The Internal Revenue Service passes along these reminders that how you spend your summer can affect your taxes.
"Enjoy the summer, but be careful not to miss out on tax breaks and address any tax issues now," said Pennsylvania IRS spokesman David Stewart.
A summer day camp program for children younger than 13 can be the source of a tax credit. Even a sitter at your home for a child younger than 13 can give a tax benefit. Check out IRS Publication 503, "Child and Dependent Care Expenses," available at the IRS.gov Web site or by calling the IRS at 1-800-829-3676 (1-800-TAX-FORM).

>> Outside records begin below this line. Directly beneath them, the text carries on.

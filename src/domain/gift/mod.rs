//! Gift domain - raw Telegram gift records, their normalized form and valuation

mod collection;
mod gift_aggregator;

pub use collection::CollectionId;
pub use gift_aggregator::GiftAggregator;

use serde::{Deserialize, Serialize};

/// One entry of a user's received gift page, as returned by Telegram
#[derive(Debug, Clone, PartialEq, Serialize, Deserialize)]
pub struct RawGiftRecord {
    /// Unix timestamp (seconds) the gift was received at
    pub date: i64,
    /// Sender user id; Telegram omits it for anonymous gifts
    #[serde(default)]
    pub from_id: Option<i64>,
    pub gift: RawGift,
}

/// Gift payload, discriminated by its TL constructor name
#[derive(Debug, Clone, PartialEq, Serialize, Deserialize)]
#[serde(tag = "type")]
pub enum RawGift {
    StarGift(StarGift),
    StarGiftUnique(StarGiftUnique),
    /// Any constructor this crate does not know about yet
    #[serde(other)]
    Unsupported,
}

/// Fungible gift, valued by the stars it can be converted back into
#[derive(Debug, Clone, PartialEq, Serialize, Deserialize)]
pub struct StarGift {
    pub id: i64,
    pub stars: i64,
    pub convert_stars: i64,
}

/// Numbered collectible gift
#[derive(Debug, Clone, PartialEq, Serialize, Deserialize)]
pub struct StarGiftUnique {
    pub id: i64,
    pub title: String,
    pub slug: String,
    pub num: i32,
    pub availability_issued: i32,
    pub availability_total: i32,
}

impl StarGiftUnique {
    pub fn collection_id(&self) -> CollectionId {
        CollectionId::from_title(&self.title)
    }
}

/// Output record for a fungible gift
#[derive(Debug, Clone, PartialEq, Serialize, Deserialize)]
pub struct FungibleGift {
    pub id: i64,
    pub stars: i64,
    pub convert_stars: i64,
    pub sender_id: Option<i64>,
    pub received_date: i64,
}

/// Output record for a unique gift
#[derive(Debug, Clone, PartialEq, Serialize, Deserialize)]
pub struct UniqueGift {
    pub id: i64,
    pub title: String,
    pub slug: String,
    pub num: i32,
    #[serde(rename = "collection_floor_price_in_ton")]
    pub floor_price: Option<f64>,
    pub availability_issued: i32,
    pub availability_total: i32,
    pub received_date: i64,
}

#[derive(Debug, Clone, PartialEq, Serialize, Deserialize)]
#[serde(tag = "type")]
pub enum NormalizedGift {
    #[serde(rename = "StarGift")]
    Fungible(FungibleGift),
    #[serde(rename = "StarGiftUnique")]
    Unique(UniqueGift),
}

impl NormalizedGift {
    pub fn id(&self) -> i64 {
        match self {
            NormalizedGift::Fungible(gift) => gift.id,
            NormalizedGift::Unique(gift) => gift.id,
        }
    }

    /// Resolved floor price; always `None` for fungible gifts
    pub fn floor_price(&self) -> Option<f64> {
        match self {
            NormalizedGift::Fungible(_) => None,
            NormalizedGift::Unique(gift) => gift.floor_price,
        }
    }
}

/// Summed valuation of a gift page
#[derive(Debug, Clone, Copy, Default, PartialEq, Serialize, Deserialize)]
pub struct TotalCost {
    /// Sum of known unique-gift floor prices, in TON
    pub ton: f64,
    /// Sum of fungible-gift convert values, in Telegram Stars
    pub stars: i64,
}

#[derive(Debug, Clone, Default, PartialEq, Serialize, Deserialize)]
pub struct AggregateResult {
    pub gifts: Vec<NormalizedGift>,
    #[serde(rename = "count_gifts")]
    pub count: usize,
    pub total_cost: TotalCost,
}

impl AggregateResult {
    /// The shape returned when there is nothing to report, e.g. an unknown account
    pub fn empty() -> Self {
        Self::default()
    }
}
//! Shared components - configuration, errors, config types and display helpers

pub mod config;
pub mod errors;
pub mod types;
pub mod utils;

Summer workers sometimes are misclassified as independent contractors (self-employed) rather than as employees. Employers who do this usually fail to withhold taxes from the worker's wages, often leaving the worker responsible at tax time for paying income taxes plus Social Security and Medicare taxes. Workers can avoid higher tax bills and lost benefits if they know their proper status.
Tips for Working Students
You may be exempt from withholding if:
You can be claimed as a dependent (usually on a parent's return);
Your total 2009 income will not be over $5,700;
Your unearned income (interest, dividends, etc.) will not exceed $300; and,
You had no income tax owed for 2008.
You'll still have to pay Social Security and Medicare taxes, but skipping unnecessary income tax withholding will put more money in your pocket now. Read Form W-4 carefully before filling it out for your employer.
Check your withholding status using the automated "IRS Withholding Calculator" available on the "Individuals" page at the www.IRS.gov Web site.